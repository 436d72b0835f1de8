//! Read operations: the graph query facade and its in-memory implementation.

use std::collections::HashMap;

use chrono::{DateTime, Utc};

use oam_core::scope::domain_in_scope;
use oam_core::{Asset, AssetId, AssetKind, AssetRecord, Relation};

use crate::client::{MemoryGraph, StoreError};

/// Read-only query interface over an asset graph.
///
/// Every query takes an optional cutoff with "as of" semantics: records and
/// relations last seen before the cutoff are invisible. `None` applies no
/// time bound. Implementations must be safe to share for concurrent reads.
pub trait GraphQuery {
    /// Records matching any scope constraint. An FQDN constraint matches that
    /// name and every subdomain below it; other constraints match by content.
    fn find_by_scope(
        &self,
        scope: &[Asset],
        cutoff: Option<DateTime<Utc>>,
    ) -> Result<Vec<AssetRecord>, StoreError>;

    fn find_by_id(
        &self,
        id: &AssetId,
        cutoff: Option<DateTime<Utc>>,
    ) -> Result<AssetRecord, StoreError>;

    fn find_by_content(
        &self,
        asset: &Asset,
        cutoff: Option<DateTime<Utc>>,
    ) -> Result<Vec<AssetRecord>, StoreError>;

    fn find_by_type(
        &self,
        kind: AssetKind,
        cutoff: Option<DateTime<Utc>>,
    ) -> Result<Vec<AssetRecord>, StoreError>;

    /// Relations leaving `record`. An empty `labels` slice matches every label.
    fn outgoing_relations(
        &self,
        record: &AssetRecord,
        cutoff: Option<DateTime<Utc>>,
        labels: &[&str],
    ) -> Result<Vec<Relation>, StoreError>;

    /// Relations arriving at `record`. An empty `labels` slice matches every label.
    fn incoming_relations(
        &self,
        record: &AssetRecord,
        cutoff: Option<DateTime<Utc>>,
        labels: &[&str],
    ) -> Result<Vec<Relation>, StoreError>;
}

impl<G: GraphQuery + ?Sized> GraphQuery for &G {
    fn find_by_scope(
        &self,
        scope: &[Asset],
        cutoff: Option<DateTime<Utc>>,
    ) -> Result<Vec<AssetRecord>, StoreError> {
        (**self).find_by_scope(scope, cutoff)
    }

    fn find_by_id(
        &self,
        id: &AssetId,
        cutoff: Option<DateTime<Utc>>,
    ) -> Result<AssetRecord, StoreError> {
        (**self).find_by_id(id, cutoff)
    }

    fn find_by_content(
        &self,
        asset: &Asset,
        cutoff: Option<DateTime<Utc>>,
    ) -> Result<Vec<AssetRecord>, StoreError> {
        (**self).find_by_content(asset, cutoff)
    }

    fn find_by_type(
        &self,
        kind: AssetKind,
        cutoff: Option<DateTime<Utc>>,
    ) -> Result<Vec<AssetRecord>, StoreError> {
        (**self).find_by_type(kind, cutoff)
    }

    fn outgoing_relations(
        &self,
        record: &AssetRecord,
        cutoff: Option<DateTime<Utc>>,
        labels: &[&str],
    ) -> Result<Vec<Relation>, StoreError> {
        (**self).outgoing_relations(record, cutoff, labels)
    }

    fn incoming_relations(
        &self,
        record: &AssetRecord,
        cutoff: Option<DateTime<Utc>>,
        labels: &[&str],
    ) -> Result<Vec<Relation>, StoreError> {
        (**self).incoming_relations(record, cutoff, labels)
    }
}

impl GraphQuery for MemoryGraph {
    fn find_by_scope(
        &self,
        scope: &[Asset],
        cutoff: Option<DateTime<Utc>>,
    ) -> Result<Vec<AssetRecord>, StoreError> {
        Ok(self
            .records
            .iter()
            .filter(|r| r.visible_at(cutoff))
            .filter(|r| scope.iter().any(|c| matches_constraint(&r.asset, c)))
            .cloned()
            .collect())
    }

    fn find_by_id(
        &self,
        id: &AssetId,
        cutoff: Option<DateTime<Utc>>,
    ) -> Result<AssetRecord, StoreError> {
        self.record(id)
            .filter(|r| r.visible_at(cutoff))
            .cloned()
            .ok_or_else(|| StoreError::NotFound { id: id.to_string() })
    }

    fn find_by_content(
        &self,
        asset: &Asset,
        cutoff: Option<DateTime<Utc>>,
    ) -> Result<Vec<AssetRecord>, StoreError> {
        Ok(self
            .content_index
            .get(&(asset.kind(), asset.key()))
            .map(|&i| &self.records[i])
            .filter(|r| r.visible_at(cutoff))
            .cloned()
            .into_iter()
            .collect())
    }

    fn find_by_type(
        &self,
        kind: AssetKind,
        cutoff: Option<DateTime<Utc>>,
    ) -> Result<Vec<AssetRecord>, StoreError> {
        Ok(self
            .records
            .iter()
            .filter(|r| r.kind() == kind && r.visible_at(cutoff))
            .cloned()
            .collect())
    }

    fn outgoing_relations(
        &self,
        record: &AssetRecord,
        cutoff: Option<DateTime<Utc>>,
        labels: &[&str],
    ) -> Result<Vec<Relation>, StoreError> {
        self.directed(&self.outgoing, &record.id, cutoff, labels)
    }

    fn incoming_relations(
        &self,
        record: &AssetRecord,
        cutoff: Option<DateTime<Utc>>,
        labels: &[&str],
    ) -> Result<Vec<Relation>, StoreError> {
        self.directed(&self.incoming, &record.id, cutoff, labels)
    }
}

impl MemoryGraph {
    fn directed(
        &self,
        adjacency: &HashMap<AssetId, Vec<usize>>,
        id: &AssetId,
        cutoff: Option<DateTime<Utc>>,
        labels: &[&str],
    ) -> Result<Vec<Relation>, StoreError> {
        if self.record(id).is_none() {
            return Err(StoreError::NotFound { id: id.to_string() });
        }

        Ok(adjacency
            .get(id)
            .map(|positions| {
                positions
                    .iter()
                    .map(|&i| &self.relations[i])
                    .filter(|rel| rel.visible_at(cutoff) && rel.matches_labels(labels))
                    .cloned()
                    .collect()
            })
            .unwrap_or_default())
    }
}

fn matches_constraint(asset: &Asset, constraint: &Asset) -> bool {
    match (asset, constraint) {
        (Asset::Fqdn { name }, Asset::Fqdn { name: root }) => {
            domain_in_scope(name, std::slice::from_ref(root))
        }
        _ => asset.same_content(constraint),
    }
}

#[cfg(test)]
mod tests {
    use super::*;
    use chrono::TimeZone;

    fn ts(hour: u32) -> DateTime<Utc> {
        Utc.with_ymd_and_hms(2024, 1, 5, hour, 0, 0).unwrap()
    }

    #[test]
    fn test_scope_matches_subdomains_only() {
        let mut graph = MemoryGraph::new();
        graph.upsert_asset_at(Asset::fqdn("example.com"), ts(1));
        graph.upsert_asset_at(Asset::fqdn("www.example.com"), ts(1));
        graph.upsert_asset_at(Asset::fqdn("badexample.com"), ts(1));
        graph.upsert_asset_at(Asset::ip("93.184.216.34".parse().unwrap()), ts(1));

        let found = graph
            .find_by_scope(&[Asset::fqdn("example.com")], None)
            .unwrap();
        let names: Vec<String> = found.iter().map(|r| r.asset.key()).collect();
        assert_eq!(names, vec!["example.com", "www.example.com"]);
    }

    #[test]
    fn test_scope_respects_cutoff() {
        let mut graph = MemoryGraph::new();
        graph.upsert_asset_at(Asset::fqdn("old.example.com"), ts(1));
        graph.upsert_asset_at(Asset::fqdn("new.example.com"), ts(5));

        let found = graph
            .find_by_scope(&[Asset::fqdn("example.com")], Some(ts(3)))
            .unwrap();
        assert_eq!(found.len(), 1);
        assert_eq!(found[0].asset.key(), "new.example.com");
    }

    #[test]
    fn test_find_by_id_hidden_before_cutoff() {
        let mut graph = MemoryGraph::new();
        let rec = graph.upsert_asset_at(Asset::fqdn("example.com"), ts(1));

        assert!(graph.find_by_id(&rec.id, Some(ts(1))).is_ok());
        let err = graph.find_by_id(&rec.id, Some(ts(2))).unwrap_err();
        assert!(matches!(err, StoreError::NotFound { .. }));
    }

    #[test]
    fn test_find_by_content_and_type() {
        let mut graph = MemoryGraph::new();
        let ip = Asset::ip("10.0.0.1".parse().unwrap());
        graph.upsert_asset_at(ip.clone(), ts(1));
        graph.upsert_asset_at(Asset::fqdn("example.com"), ts(1));

        assert_eq!(graph.find_by_content(&ip, None).unwrap().len(), 1);
        assert!(graph
            .find_by_content(&Asset::ip("10.0.0.2".parse().unwrap()), None)
            .unwrap()
            .is_empty());
        assert_eq!(graph.find_by_type(AssetKind::Fqdn, None).unwrap().len(), 1);
        assert!(graph
            .find_by_type(AssetKind::Netblock, None)
            .unwrap()
            .is_empty());
    }

    #[test]
    fn test_relations_filtered_by_label_and_direction() {
        let mut graph = MemoryGraph::new();
        let nb = graph.upsert_asset_at(Asset::netblock("10.0.0.0/24".parse().unwrap()), ts(1));
        let ip = graph.upsert_asset_at(Asset::ip("10.0.0.1".parse().unwrap()), ts(1));
        let asn = graph.upsert_asset_at(Asset::autonomous_system(64512), ts(1));
        graph.link_at(&nb.id, "contains", &ip.id, ts(1)).unwrap();
        graph.link_at(&asn.id, "announces", &nb.id, ts(1)).unwrap();

        let incoming = graph.incoming_relations(&nb, None, &[]).unwrap();
        assert_eq!(incoming.len(), 1);
        assert_eq!(incoming[0].relation_type, "announces");

        let outgoing = graph.outgoing_relations(&nb, None, &["contains"]).unwrap();
        assert_eq!(outgoing.len(), 1);
        assert_eq!(outgoing[0].to, ip.id);

        assert!(graph
            .outgoing_relations(&nb, None, &["announces"])
            .unwrap()
            .is_empty());
    }

    #[test]
    fn test_relations_of_unknown_record_error() {
        let graph = MemoryGraph::new();
        let stray = AssetRecord::new(Asset::fqdn("example.com"), ts(1), ts(1));
        assert!(graph.outgoing_relations(&stray, None, &[]).is_err());
        assert!(graph.incoming_relations(&stray, None, &[]).is_err());
    }
}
============
The expected output is the exact run of lines from the start of the entries through the line with "for concurrent reads.", inclusive.

repository 436d72b0835f1de8
//! Read operations: the graph query facade and its in-memory implementation.

use std::collections::HashMap;

use chrono::{DateTime, Utc};

use oam_core::scope::domain_in_scope;
use oam_core::{Asset, AssetId, AssetKind, AssetRecord, Relation};

use crate::client::{MemoryGraph, StoreError};

/// Read-only query interface over an asset graph.
///
/// Every query takes an optional cutoff with "as of" semantics: records and
/// relations last seen before the cutoff are invisible. `None` applies no
/// time bound. Implementations must be safe to share for concurrent reads.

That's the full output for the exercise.